[WHAT IS EXPECTED] For the entries below, report the number of lines containing "minute", without any other content.

[MATERIAL SUPPLIED]
+-------+

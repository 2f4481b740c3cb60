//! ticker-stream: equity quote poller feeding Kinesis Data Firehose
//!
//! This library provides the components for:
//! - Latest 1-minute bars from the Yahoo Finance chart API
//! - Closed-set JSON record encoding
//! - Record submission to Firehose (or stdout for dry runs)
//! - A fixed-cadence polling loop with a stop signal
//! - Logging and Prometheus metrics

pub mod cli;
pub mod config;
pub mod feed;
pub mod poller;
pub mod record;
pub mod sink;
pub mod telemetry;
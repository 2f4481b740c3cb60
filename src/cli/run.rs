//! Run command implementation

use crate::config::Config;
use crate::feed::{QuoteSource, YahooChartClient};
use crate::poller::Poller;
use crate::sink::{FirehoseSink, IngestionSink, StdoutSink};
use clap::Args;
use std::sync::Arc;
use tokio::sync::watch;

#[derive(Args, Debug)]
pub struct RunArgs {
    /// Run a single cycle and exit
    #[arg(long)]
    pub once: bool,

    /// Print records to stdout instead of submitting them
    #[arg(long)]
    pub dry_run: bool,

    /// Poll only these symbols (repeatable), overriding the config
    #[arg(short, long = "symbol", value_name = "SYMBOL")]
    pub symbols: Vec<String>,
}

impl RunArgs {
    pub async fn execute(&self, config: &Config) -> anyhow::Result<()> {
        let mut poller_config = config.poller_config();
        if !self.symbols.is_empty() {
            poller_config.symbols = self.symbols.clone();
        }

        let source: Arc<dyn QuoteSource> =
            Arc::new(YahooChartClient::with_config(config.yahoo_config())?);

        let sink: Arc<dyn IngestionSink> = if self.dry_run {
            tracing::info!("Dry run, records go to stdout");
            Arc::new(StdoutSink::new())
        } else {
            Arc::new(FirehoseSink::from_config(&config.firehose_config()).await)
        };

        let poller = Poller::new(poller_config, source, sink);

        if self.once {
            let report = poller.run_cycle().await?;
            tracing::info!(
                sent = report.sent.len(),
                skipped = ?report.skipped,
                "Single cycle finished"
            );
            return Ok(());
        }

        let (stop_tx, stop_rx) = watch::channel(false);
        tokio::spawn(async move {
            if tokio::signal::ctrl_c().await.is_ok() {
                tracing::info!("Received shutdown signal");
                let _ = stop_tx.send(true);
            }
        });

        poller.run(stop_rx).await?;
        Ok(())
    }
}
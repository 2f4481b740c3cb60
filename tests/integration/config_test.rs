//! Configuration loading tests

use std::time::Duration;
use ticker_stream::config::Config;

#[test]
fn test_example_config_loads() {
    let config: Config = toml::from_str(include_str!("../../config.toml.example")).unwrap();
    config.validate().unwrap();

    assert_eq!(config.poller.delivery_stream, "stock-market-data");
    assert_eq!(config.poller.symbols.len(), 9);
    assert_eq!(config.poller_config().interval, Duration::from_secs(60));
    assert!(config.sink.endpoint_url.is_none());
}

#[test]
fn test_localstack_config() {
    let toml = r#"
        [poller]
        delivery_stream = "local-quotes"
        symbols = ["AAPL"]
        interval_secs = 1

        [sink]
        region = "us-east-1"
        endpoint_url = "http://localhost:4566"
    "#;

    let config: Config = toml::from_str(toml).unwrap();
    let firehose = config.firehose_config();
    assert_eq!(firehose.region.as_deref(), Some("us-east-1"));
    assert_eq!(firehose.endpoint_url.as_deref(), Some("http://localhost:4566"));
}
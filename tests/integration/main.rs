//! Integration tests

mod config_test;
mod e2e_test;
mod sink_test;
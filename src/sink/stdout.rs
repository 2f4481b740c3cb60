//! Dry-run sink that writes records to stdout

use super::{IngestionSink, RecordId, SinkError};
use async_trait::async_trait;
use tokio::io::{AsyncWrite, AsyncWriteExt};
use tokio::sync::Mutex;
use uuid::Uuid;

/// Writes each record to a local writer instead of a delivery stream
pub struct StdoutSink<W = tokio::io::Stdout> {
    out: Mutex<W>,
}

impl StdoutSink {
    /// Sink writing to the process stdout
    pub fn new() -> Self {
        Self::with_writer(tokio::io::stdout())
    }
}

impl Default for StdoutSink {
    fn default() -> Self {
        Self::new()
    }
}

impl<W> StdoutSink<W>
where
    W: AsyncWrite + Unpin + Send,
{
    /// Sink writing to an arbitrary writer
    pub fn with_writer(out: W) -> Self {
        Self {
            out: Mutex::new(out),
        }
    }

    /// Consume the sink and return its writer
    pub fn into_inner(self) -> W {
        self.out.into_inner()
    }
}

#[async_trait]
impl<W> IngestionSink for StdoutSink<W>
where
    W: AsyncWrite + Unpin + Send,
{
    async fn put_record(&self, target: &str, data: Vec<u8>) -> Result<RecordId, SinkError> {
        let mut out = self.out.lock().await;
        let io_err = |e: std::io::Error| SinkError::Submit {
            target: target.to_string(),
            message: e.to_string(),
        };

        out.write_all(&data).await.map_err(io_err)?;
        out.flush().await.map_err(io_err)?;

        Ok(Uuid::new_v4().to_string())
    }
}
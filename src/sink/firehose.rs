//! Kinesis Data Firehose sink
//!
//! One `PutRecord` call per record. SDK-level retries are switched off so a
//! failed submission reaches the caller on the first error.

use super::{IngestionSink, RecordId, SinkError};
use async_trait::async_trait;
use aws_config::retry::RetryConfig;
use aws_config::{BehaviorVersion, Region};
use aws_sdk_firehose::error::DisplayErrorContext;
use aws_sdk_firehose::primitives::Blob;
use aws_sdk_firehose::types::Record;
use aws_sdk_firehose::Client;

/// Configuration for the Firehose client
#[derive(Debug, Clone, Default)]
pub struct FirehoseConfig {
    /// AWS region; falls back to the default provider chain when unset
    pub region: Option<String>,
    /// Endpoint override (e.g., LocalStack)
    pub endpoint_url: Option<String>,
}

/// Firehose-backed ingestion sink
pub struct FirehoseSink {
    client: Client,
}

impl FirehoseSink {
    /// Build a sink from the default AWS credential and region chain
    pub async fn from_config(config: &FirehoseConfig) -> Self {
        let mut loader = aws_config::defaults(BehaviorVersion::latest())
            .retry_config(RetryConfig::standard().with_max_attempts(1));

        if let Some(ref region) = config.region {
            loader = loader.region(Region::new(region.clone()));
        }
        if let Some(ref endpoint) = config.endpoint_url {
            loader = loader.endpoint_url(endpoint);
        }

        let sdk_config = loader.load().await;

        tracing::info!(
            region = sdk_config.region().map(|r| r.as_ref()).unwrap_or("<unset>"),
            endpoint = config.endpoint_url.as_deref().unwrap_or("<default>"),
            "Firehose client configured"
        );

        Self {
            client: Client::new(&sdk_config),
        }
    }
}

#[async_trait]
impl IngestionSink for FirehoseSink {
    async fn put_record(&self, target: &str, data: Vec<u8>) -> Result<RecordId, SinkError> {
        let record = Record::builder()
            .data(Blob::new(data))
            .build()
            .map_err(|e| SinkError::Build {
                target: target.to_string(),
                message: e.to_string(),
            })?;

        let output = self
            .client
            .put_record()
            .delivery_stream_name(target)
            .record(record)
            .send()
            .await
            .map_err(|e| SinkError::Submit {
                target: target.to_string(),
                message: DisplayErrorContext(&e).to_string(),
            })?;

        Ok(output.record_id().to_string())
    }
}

+-------+

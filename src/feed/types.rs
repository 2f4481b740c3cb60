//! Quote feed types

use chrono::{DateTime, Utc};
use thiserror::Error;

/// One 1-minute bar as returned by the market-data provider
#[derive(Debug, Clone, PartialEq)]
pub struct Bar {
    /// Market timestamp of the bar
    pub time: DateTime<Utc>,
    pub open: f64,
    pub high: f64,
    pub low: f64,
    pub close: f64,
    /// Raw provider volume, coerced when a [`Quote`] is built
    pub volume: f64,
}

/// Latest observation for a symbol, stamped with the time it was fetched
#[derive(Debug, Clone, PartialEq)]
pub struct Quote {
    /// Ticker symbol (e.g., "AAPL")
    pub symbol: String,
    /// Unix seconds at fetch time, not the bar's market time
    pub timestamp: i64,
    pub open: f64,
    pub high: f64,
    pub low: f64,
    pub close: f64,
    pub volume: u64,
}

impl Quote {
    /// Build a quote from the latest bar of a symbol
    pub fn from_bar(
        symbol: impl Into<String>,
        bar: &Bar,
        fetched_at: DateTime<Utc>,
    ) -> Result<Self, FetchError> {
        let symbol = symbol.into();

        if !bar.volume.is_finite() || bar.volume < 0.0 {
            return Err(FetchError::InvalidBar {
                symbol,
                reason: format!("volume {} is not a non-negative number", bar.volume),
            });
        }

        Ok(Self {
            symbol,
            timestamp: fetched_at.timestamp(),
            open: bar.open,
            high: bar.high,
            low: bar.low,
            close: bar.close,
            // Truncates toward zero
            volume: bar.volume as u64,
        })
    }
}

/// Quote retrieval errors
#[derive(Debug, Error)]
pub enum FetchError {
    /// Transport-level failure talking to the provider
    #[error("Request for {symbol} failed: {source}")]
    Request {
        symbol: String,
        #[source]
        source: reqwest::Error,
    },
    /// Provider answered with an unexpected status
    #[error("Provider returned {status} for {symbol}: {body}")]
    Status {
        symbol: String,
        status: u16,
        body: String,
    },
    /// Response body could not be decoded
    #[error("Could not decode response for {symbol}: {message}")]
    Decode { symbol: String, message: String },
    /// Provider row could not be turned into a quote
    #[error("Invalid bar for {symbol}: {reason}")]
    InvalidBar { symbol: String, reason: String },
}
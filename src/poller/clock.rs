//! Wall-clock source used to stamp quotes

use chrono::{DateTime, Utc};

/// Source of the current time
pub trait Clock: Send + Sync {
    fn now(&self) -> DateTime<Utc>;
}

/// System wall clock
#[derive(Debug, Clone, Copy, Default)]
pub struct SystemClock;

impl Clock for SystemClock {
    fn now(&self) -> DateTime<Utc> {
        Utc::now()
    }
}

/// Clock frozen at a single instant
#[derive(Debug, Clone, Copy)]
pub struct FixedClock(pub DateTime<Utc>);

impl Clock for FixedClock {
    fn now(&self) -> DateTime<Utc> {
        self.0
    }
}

+-------+

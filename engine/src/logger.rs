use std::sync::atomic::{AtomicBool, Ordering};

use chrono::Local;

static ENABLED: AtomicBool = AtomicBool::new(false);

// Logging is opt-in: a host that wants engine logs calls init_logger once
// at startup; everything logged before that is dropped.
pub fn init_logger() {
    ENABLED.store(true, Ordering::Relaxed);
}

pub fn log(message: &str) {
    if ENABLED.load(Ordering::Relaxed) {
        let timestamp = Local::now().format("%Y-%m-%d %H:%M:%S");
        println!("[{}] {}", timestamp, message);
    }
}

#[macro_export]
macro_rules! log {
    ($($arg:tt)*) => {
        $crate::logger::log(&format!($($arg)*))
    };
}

+-------+

[WRITTEN RESPONSE] 2